Había repasado el momento en mi cabeza toda la noche. Cada segundo. La caja. La pausa. La decisión. El latido de mi corazón al deslizar mi tarjeta y esperar estar haciendo lo correcto. Me había dicho que estaba bien, que había usado mi propio dinero, que no había infringido ninguna norma. Pero allí de pie, bajo las intensas luces fluorescentes, me sentí de nuevo como si tuviera catorce años, esperando fuera del despacho del director, convencida de que estaban a punto de decirme que lo había arruinado todo.

Lo seguí pasando por la sala de descanso, pasando el tablón de anuncios con horarios escritos a mano y recordatorios sobre la medicación y la precisión del escaneo.

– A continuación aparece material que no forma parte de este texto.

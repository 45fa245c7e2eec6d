use tracing::{debug, warn};

/// What the coordinator must do after a focus interval completes.
#[derive(Clone, Copy, Debug, PartialEq, Eq)]
pub enum StreakAction {
    /// Demo mode: already counted locally, nothing to write.
    CountedLocally,
    /// Live mode: record the session, then re-read the authoritative streak.
    RecordAndRefresh,
}

/// Completed-session and streak counters.
///
/// In demo mode there is no authority to contradict, so completions are
/// counted optimistically. In live mode the displayed streak only ever comes
/// from the gateway: it is replaced after a successful write and left as-is
/// after a failed one.
#[derive(Debug, Default)]
pub struct StreakTracker {
    current_streak: u32,
    completed_this_run: u32,
}

impl StreakTracker {
    pub fn new(current_streak: u32) -> Self {
        Self {
            current_streak,
            completed_this_run: 0,
        }
    }

    pub fn current_streak(&self) -> u32 {
        self.current_streak
    }

    /// Focus intervals completed since the coordinator started.
    pub fn completed_this_run(&self) -> u32 {
        self.completed_this_run
    }

    pub fn on_focus_complete(&mut self, demo_mode: bool) -> StreakAction {
        self.completed_this_run += 1;
        if demo_mode {
            self.current_streak += 1;
            debug!(event = "streak_local_increment", streak = self.current_streak);
            StreakAction::CountedLocally
        } else {
            StreakAction::RecordAndRefresh
        }
    }

    /// Adopts the value read back from the gateway after a successful write.
    pub fn apply_authoritative(&mut self, streak: u32) {
        if streak < self.current_streak {
            warn!(
                event = "streak_lowered_by_remote",
                previous = self.current_streak,
                remote = streak
            );
        }
        self.current_streak = streak;
    }
}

La puerta de la oficina se cerró con un clic tras nosotros, sellando el silencioso zumbido de los aparatos electrónicos y el ligero olor a café rancio.

No se sentó enseguida. Estaba de pie cerca de su escritorio, con los brazos cruzados y la mirada perdida, como si eligiera sus palabras con cuidado.

Negó lentamente con la cabeza.

"No", dijo. "No estás en problemas".

Parpadeé. "¿No?"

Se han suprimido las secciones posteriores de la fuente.